On the flip side, however, this also limits the help that Paul’s letters can give to the historicists. There are, despite what Price thinks, multiple points in Paul’s letters that actively point towards Paul having believed that Jesus lived a human-type life on earth; while Paul had almost no interest in the details of that life (because it wasn’t important for his own theology), he clearly believed it had happened. In a later post, I’ll be explaining why it’s clear that Paul did believe Jesus had lived on earth. But that doesn’t help us much either, because, for all we know, that belief might also be a product of Paul’s ‘visions’ and theological beliefs about Jesus. (There is an important exception, and I’ll get to that; but most of what Paul has to say on the subject might for all we know have been down to his imagination rather than any actual knowledge he had of an earthly Jesus.
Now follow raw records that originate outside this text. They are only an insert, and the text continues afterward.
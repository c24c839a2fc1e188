//! The action executors and their dispatcher.
//!
//! Every executor is a short pipeline: locate, act, report. Failures are
//! values; nothing raised inside an executor reaches the caller of
//! [`AutomationEngine::handle_command`].

use std::sync::{Arc, LazyLock};

use regex::Regex;
use serde::{Deserialize, Serialize};
use tracing::{debug, info, warn};

use crate::command::{Action, AutomationRequest, FormData};
use crate::config::EngineConfig;
use crate::error::{AutomationError, PageError, Result};
use crate::input::{NativeValueSetter, ValueSetter, click_element, press_enter};
use crate::page::{NodeRef, Page, visible_text};
use crate::resolver::{self, FieldStrategy};

const YOUTUBE_SEARCH_INPUTS: [&str; 5] = [
    "input#search",
    r#"input[name="search_query"]"#,
    r#"input[aria-label*="Search"]"#,
    "#search-input input",
    "ytd-searchbox input",
];

const YOUTUBE_SEARCH_BUTTONS: [&str; 3] = [
    "#search-icon-legacy",
    r#"button[aria-label*="Search"]"#,
    r#"#search-form button[type="submit"]"#,
];

const SUBMIT_BUTTONS: [&str; 4] = [
    r#"button[type="submit"]"#,
    r#"input[type="submit"]"#,
    r#"button[aria-label*="Submit"]"#,
    ".freebirdFormviewerViewNavigationSubmitButton",
];

const SUBMIT_TEXT_CANDIDATES: &str = r#"button, input[type="button"]"#;

const CLICKABLES: &str = r#"button, a, input[type="button"], input[type="submit"]"#;

const FILLABLES: &str = "input, textarea";

static SUBMIT_TEXT: LazyLock<Regex> =
    LazyLock::new(|| Regex::new(r"(?i)submit|send|next").expect("valid regex"));

/// Outcome of one field in a form fill.
#[derive(Debug, Clone, Copy, PartialEq, Eq, Serialize, Deserialize)]
#[serde(rename_all = "snake_case")]
pub enum FieldStatus {
    Filled,
    NotFound,
}

#[derive(Debug, Clone, PartialEq, Eq, Serialize, Deserialize)]
pub struct FieldOutcome {
    pub field: String,
    pub status: FieldStatus,
    pub value: String,
}

/// What an executor reports back to the host.
#[derive(Debug, Clone, Default, PartialEq, Eq, Serialize, Deserialize)]
#[serde(rename_all = "camelCase")]
pub struct ActionResult {
    pub success: bool,
    pub message: String,
    #[serde(default, skip_serializing_if = "Option::is_none")]
    pub action: Option<String>,
    #[serde(default, skip_serializing_if = "Option::is_none")]
    pub error: Option<String>,
    #[serde(default, skip_serializing_if = "Option::is_none")]
    pub query: Option<String>,
    #[serde(default, skip_serializing_if = "Option::is_none")]
    pub results: Option<Vec<FieldOutcome>>,
    #[serde(default, skip_serializing_if = "Option::is_none")]
    pub filled_count: Option<usize>,
    #[serde(default, skip_serializing_if = "Option::is_none")]
    pub total_fields: Option<usize>,
}

impl ActionResult {
    pub fn ok(action: Action, message: impl Into<String>) -> Self {
        Self {
            success: true,
            message: message.into(),
            action: Some(action.to_string()),
            ..Self::default()
        }
    }

    /// A clean miss: the executor ran but found nothing to act on.
    pub fn miss(action: Action, message: impl Into<String>) -> Self {
        Self {
            success: false,
            message: message.into(),
            action: Some(action.to_string()),
            ..Self::default()
        }
    }

    /// An executor that stopped on an error.
    pub fn failed(action: Action, context: &str, err: &AutomationError) -> Self {
        Self {
            success: false,
            message: format!("{context}: {err}"),
            action: Some(action.to_string()),
            error: Some(err.to_string()),
            ..Self::default()
        }
    }

    fn with_query(mut self, query: &str) -> Self {
        self.query = Some(query.to_string());
        self
    }
}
I doubt that was the case, but it’s fair to note that the unreliability of Paul as evidence cuts both ways.)

What this means is that my next couple of posts on the subject are going to be dealing with points that are verging on moot. My next post is going to discuss the flaws in Price’s reasons for concluding that Paul didn’t believe in an earthly Jesus, and the one after that will be listing the reasons why I concluded that Paul did believe in an earthly Jesus. But let’s bear in mind throughout that neither is particularly helpful in clarifying the debate, since, whatever Paul believed on the subject, it was ultimately informed by his ‘visions’ and theology rather than by any actual investigation of the evidence.